Lansing, Mich. — Right to Life of Michigan is supporting language in the state budget that would require the Michigan Department of Health and Human Services (MDHHS) to prioritize granting family planning funding to organizations that don’t provide abortions.
Michigan Public Act 360 of 2002 already requires those funds to be prioritized, but the state law is not being enforced.
Right to Life of Michigan President Barbara Listing said, “For 16 years the state law has been ignored. We’re happy the Legislature is taking this opportunity to make sure our law is followed.”
Currently Planned Parenthood receives federal Title X pass-through grants in seven Michigan counties where an alternative healthcare provider exists that doesn’t perform elective abortions. State law requires these non-abortion providers be given priority when the MDHHS allocates Title X funding. Planned Parenthood also receives funding in six additional counties where no alternative provider exists.
Listing said, “There’s no reason a county health department should be losing out in favor of Planned Parenthood, which performs more than 320,000 abortions annually across the country. It’s time for our state government to follow the state law and make sure our tax dollars are not helping Planned Parenthood expand abortion.”

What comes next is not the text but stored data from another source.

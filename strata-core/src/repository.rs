//! State aggregate loading.
//!
//! `StateAggregateRepository` rebuilds the current [`StateAggregate`] of an
//! aggregate: it restores the latest snapshot (if any) and tops up from the
//! event store above the snapshot's version.
//!
//! Snapshot support is opt-in via
//! [`with_snapshots`](StateAggregateRepository::with_snapshots). A snapshot
//! that cannot be loaded is logged and ignored; the aggregate is then rebuilt
//! by full replay.

use thiserror::Error;
use tokio_stream::StreamExt as _;

use crate::{
    aggregate::{Aggregate, AggregateMetadata},
    error::{ErrorCode, RecoverableType, codes},
    id::AggregateId,
    snapshot::{NoSnapshots, SnapshotRepository},
    state::{SourcingError, StateAggregate},
    store::{EventStore, UNBOUNDED, VersionRange},
};

/// Error returned when an aggregate cannot be rebuilt.
#[derive(Debug, Error)]
pub enum LoadError<StoreError>
where
    StoreError: std::error::Error + 'static,
{
    #[error("failed to load event streams: {0}")]
    Store(#[source] StoreError),
    #[error(transparent)]
    Sourcing(#[from] SourcingError),
}

impl<StoreError: std::error::Error + 'static> ErrorCode for LoadError<StoreError> {
    fn error_code(&self) -> &str {
        match self {
            Self::Store(_) => codes::STORE_UNAVAILABLE,
            Self::Sourcing(e) => e.error_code(),
        }
    }

    fn recoverable(&self) -> RecoverableType {
        match self {
            Self::Store(_) => RecoverableType::Unknown,
            Self::Sourcing(e) => e.recoverable(),
        }
    }
}

/// Loads [`StateAggregate`]s from a snapshot repository and an event store.
#[derive(Clone, Debug)]
pub struct StateAggregateRepository<ES, SR = NoSnapshots> {
    store: ES,
    snapshots: SR,
}

impl<ES> StateAggregateRepository<ES>
where
    ES: EventStore,
{
    #[must_use]
    pub const fn new(store: ES) -> Self {
        Self {
            store,
            snapshots: NoSnapshots,
        }
    }
}

impl<ES, SR> StateAggregateRepository<ES, SR>
where
    ES: EventStore,
    SR: SnapshotRepository,
{
    #[must_use]
    pub fn with_snapshots<SR2>(self, snapshots: SR2) -> StateAggregateRepository<ES, SR2>
    where
        SR2: SnapshotRepository,
    {
        StateAggregateRepository {
            store: self.store,
            snapshots,
        }
    }

    #[must_use]
    pub const fn event_store(&self) -> &ES {
        &self.store
    }

    #[must_use]
    pub const fn snapshot_repository(&self) -> &SR {
        &self.snapshots
    }

    /// Rebuild the current state.
    ///
    /// An aggregate with neither snapshot nor events comes back
    /// uninitialised (version 0); see [`find`](Self::find) for an
    /// `Option`-returning variant.
    ///
    /// # Errors
    ///
    /// Returns [`LoadError::Store`] if the event store fails and
    /// [`LoadError::Sourcing`] if a stream cannot be folded (for example an
    /// event without a registered apply function).
    pub async fn load<A: Aggregate>(
        &self,
        metadata: &AggregateMetadata<A>,
        aggregate_id: &AggregateId,
    ) -> Result<StateAggregate<A>, LoadError<ES::Error>> {
        self.load_until(metadata, aggregate_id, UNBOUNDED).await
    }

    /// Rebuild the state as of `tail_version`.
    ///
    /// A snapshot newer than `tail_version` is ignored.
    ///
    /// # Errors
    ///
    /// See [`load`](Self::load).
    #[tracing::instrument(
        skip(self, metadata, aggregate_id),
        fields(aggregate_id = %aggregate_id)
    )]
    pub async fn load_until<A: Aggregate>(
        &self,
        metadata: &AggregateMetadata<A>,
        aggregate_id: &AggregateId,
        tail_version: u64,
    ) -> Result<StateAggregate<A>, LoadError<ES::Error>> {
        let snapshot = self
            .snapshots
            .load::<A>(aggregate_id)
            .await
            .inspect_err(|e| {
                tracing::error!(
                    error = %e,
                    "failed to load snapshot, falling back to full replay"
                );
            })
            .ok()
            .flatten()
            .filter(|snapshot| snapshot.version <= tail_version);

        let mut state = match snapshot {
            Some(snapshot) => {
                tracing::trace!(snapshot_version = snapshot.version, "restored snapshot");
                StateAggregate::from_snapshot(snapshot)
            }
            None => StateAggregate::uninitialized(aggregate_id.clone()),
        };

        if state.version() >= tail_version {
            return Ok(state);
        }

        let range = VersionRange::new(state.expected_next_version(), tail_version)
            .unwrap_or_else(|_| VersionRange::from(state.expected_next_version()));
        let mut streams = self.store.load(aggregate_id, range);
        let mut sourced = 0_usize;
        while let Some(stream) = streams.next().await {
            let stream = stream.map_err(LoadError::Store)?;
            state.on_sourcing(&stream, metadata)?;
            sourced += 1;
        }

        tracing::debug!(version = state.version(), sourced, "aggregate loaded");
        Ok(state)
    }

    /// Like [`load`](Self::load), but `None` for an aggregate that was never
    /// created.
    ///
    /// # Errors
    ///
    /// See [`load`](Self::load).
    pub async fn find<A: Aggregate>(
        &self,
        metadata: &AggregateMetadata<A>,
        aggregate_id: &AggregateId,
    ) -> Result<Option<StateAggregate<A>>, LoadError<ES::Error>> {
        let state = self.load(metadata, aggregate_id).await?;
        Ok(state.initialized().then_some(state))
    }
}

#[cfg(test)]
mod tests {
    use std::{error::Error as _, io};

    use chrono::Utc;
    use serde::{Deserialize, Serialize};
    use serde_json::json;

    use super::*;
    use crate::{
        aggregate::Apply,
        error::DomainError,
        event::{DomainEvent, DomainEventStream},
        id::NamedAggregate,
        snapshot::{Snapshot, inmemory as snapshot_inmemory},
        store::inmemory,
    };

    #[derive(Debug, Default, Clone, PartialEq, Serialize, Deserialize)]
    struct Counter {
        value: i64,
        applied: Vec<u64>,
    }

    impl Aggregate for Counter {
        type Error = DomainError;

        const CONTEXT: &'static str = "test";
        const NAME: &'static str = "counter";
    }

    #[derive(Debug, Serialize, Deserialize)]
    struct Added {
        amount: i64,
        seq: u64,
    }

    impl DomainEvent for Added {
        const NAME: &'static str = "added";
    }

    impl Apply<Added> for Counter {
        fn apply(&mut self, event: &Added) {
            self.value += event.amount;
            self.applied.push(event.seq);
        }
    }

    fn metadata() -> AggregateMetadata<Counter> {
        AggregateMetadata::builder().event::<Added>().build()
    }

    fn id() -> AggregateId {
        NamedAggregate::new("test", "counter").aggregate_id("c-1")
    }

    async fn seed(store: &inmemory::Store, versions: std::ops::RangeInclusive<u64>) {
        for version in versions {
            let stream = DomainEventStream::builder(id(), version)
                .build(vec![(
                    "added".into(),
                    json!({ "amount": 1, "seq": version }),
                )])
                .unwrap();
            store.append(&stream).await.unwrap();
        }
    }

    #[test]
    fn load_error_store_has_source() {
        let error: LoadError<io::Error> = LoadError::Store(io::Error::other("down"));
        assert!(error.source().is_some());
        assert_eq!(error.error_code(), codes::STORE_UNAVAILABLE);
    }

    #[tokio::test]
    async fn missing_aggregate_is_uninitialized() {
        let repo = StateAggregateRepository::new(inmemory::Store::new());
        let state = repo.load(&metadata(), &id()).await.unwrap();
        assert_eq!(state.version(), 0);
        assert!(repo.find(&metadata(), &id()).await.unwrap().is_none());
    }

    #[tokio::test]
    async fn full_replay_folds_every_stream() {
        let store = inmemory::Store::new();
        seed(&store, 1..=4).await;
        let repo = StateAggregateRepository::new(store);

        let state = repo.load(&metadata(), &id()).await.unwrap();
        assert_eq!(state.version(), 4);
        assert_eq!(state.state().applied, vec![1, 2, 3, 4]);
    }

    #[tokio::test]
    async fn snapshot_is_topped_up_from_event_store() {
        let store = inmemory::Store::new();
        seed(&store, 1..=8).await;
        let snapshots = snapshot_inmemory::Store::new();

        let at_five = StateAggregateRepository::new(store.clone())
            .load_until(&metadata(), &id(), 5)
            .await
            .unwrap();
        snapshots
            .save(&at_five.to_snapshot(Utc::now()).unwrap())
            .await
            .unwrap();

        let repo = StateAggregateRepository::new(store).with_snapshots(snapshots);
        let state = repo.load(&metadata(), &id()).await.unwrap();
        assert_eq!(state.version(), 8);
        assert_eq!(state.state().value, 8);
        assert_eq!(state.state().applied, vec![1, 2, 3, 4, 5, 6, 7, 8]);
    }

    #[tokio::test]
    async fn load_until_ignores_newer_snapshot() {
        let store = inmemory::Store::new();
        seed(&store, 1..=6).await;
        let repo = StateAggregateRepository::new(store.clone());
        let latest = repo.load(&metadata(), &id()).await.unwrap();

        let snapshots = snapshot_inmemory::Store::new();
        snapshots
            .save(&latest.to_snapshot(Utc::now()).unwrap())
            .await
            .unwrap();
        let repo = repo.with_snapshots(snapshots);

        let historical = repo.load_until(&metadata(), &id(), 3).await.unwrap();
        assert_eq!(historical.version(), 3);
        assert_eq!(historical.state().applied, vec![1, 2, 3]);
    }

    #[tokio::test]
    async fn corrupt_snapshot_falls_back_to_full_replay() {
        let store = inmemory::Store::new();
        seed(&store, 1..=3).await;
        let snapshots = snapshot_inmemory::Store::new();
        let now = Utc::now();
        snapshots
            .save(&Snapshot {
                aggregate_id: id(),
                version: 2,
                state: json!("not a counter"),
                event_id: String::new(),
                first_operator: String::new(),
                operator: String::new(),
                first_event_time: now,
                event_time: now,
                snapshot_time: now,
                deleted: false,
            })
            .await
            .unwrap();

        let repo = StateAggregateRepository::new(store).with_snapshots(snapshots);
        let state = repo.load(&metadata(), &id()).await.unwrap();
        assert_eq!(state.version(), 3);
        assert_eq!(state.state().value, 3);
    }

    #[tokio::test]
    async fn unregistered_event_fails_fast() {
        let store = inmemory::Store::new();
        let stream = DomainEventStream::builder(id(), 1)
            .build(vec![("mystery".into(), json!({}))])
            .unwrap();
        store.append(&stream).await.unwrap();

        let repo = StateAggregateRepository::new(store);
        let err = repo.load(&metadata(), &id()).await.unwrap_err();
        assert_eq!(err.error_code(), codes::UNSUPPORTED_EVENT_TYPE);
    }
}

The state budget language specifically requires MDHHS to contract with an alternative entity that applies for funding, given state law requires them to prioritize non-abortion entities. The budget language also requires MDHHS to prioritize counties where no family planning providers exist. Public Act 360 of 2002 requires MDHHS to award grants in a geographically-diverse way.
Listing said, “We should all agree that non-controversial places like county health departments should be at the front of the line. Planned Parenthood shouldn’t be able to cut the line. We also shouldn’t be duplicating services when there are counties that have no services.”
A spokeswoman for Governor Snyder’s office has said the language may violate the state constitution because it changes a state law, but the budget language doesn’t change the state law.
Listing said, “We think the governor has been given bad information. Our state’s law is clear, and the budget simply requires MDHHS to follow the law.”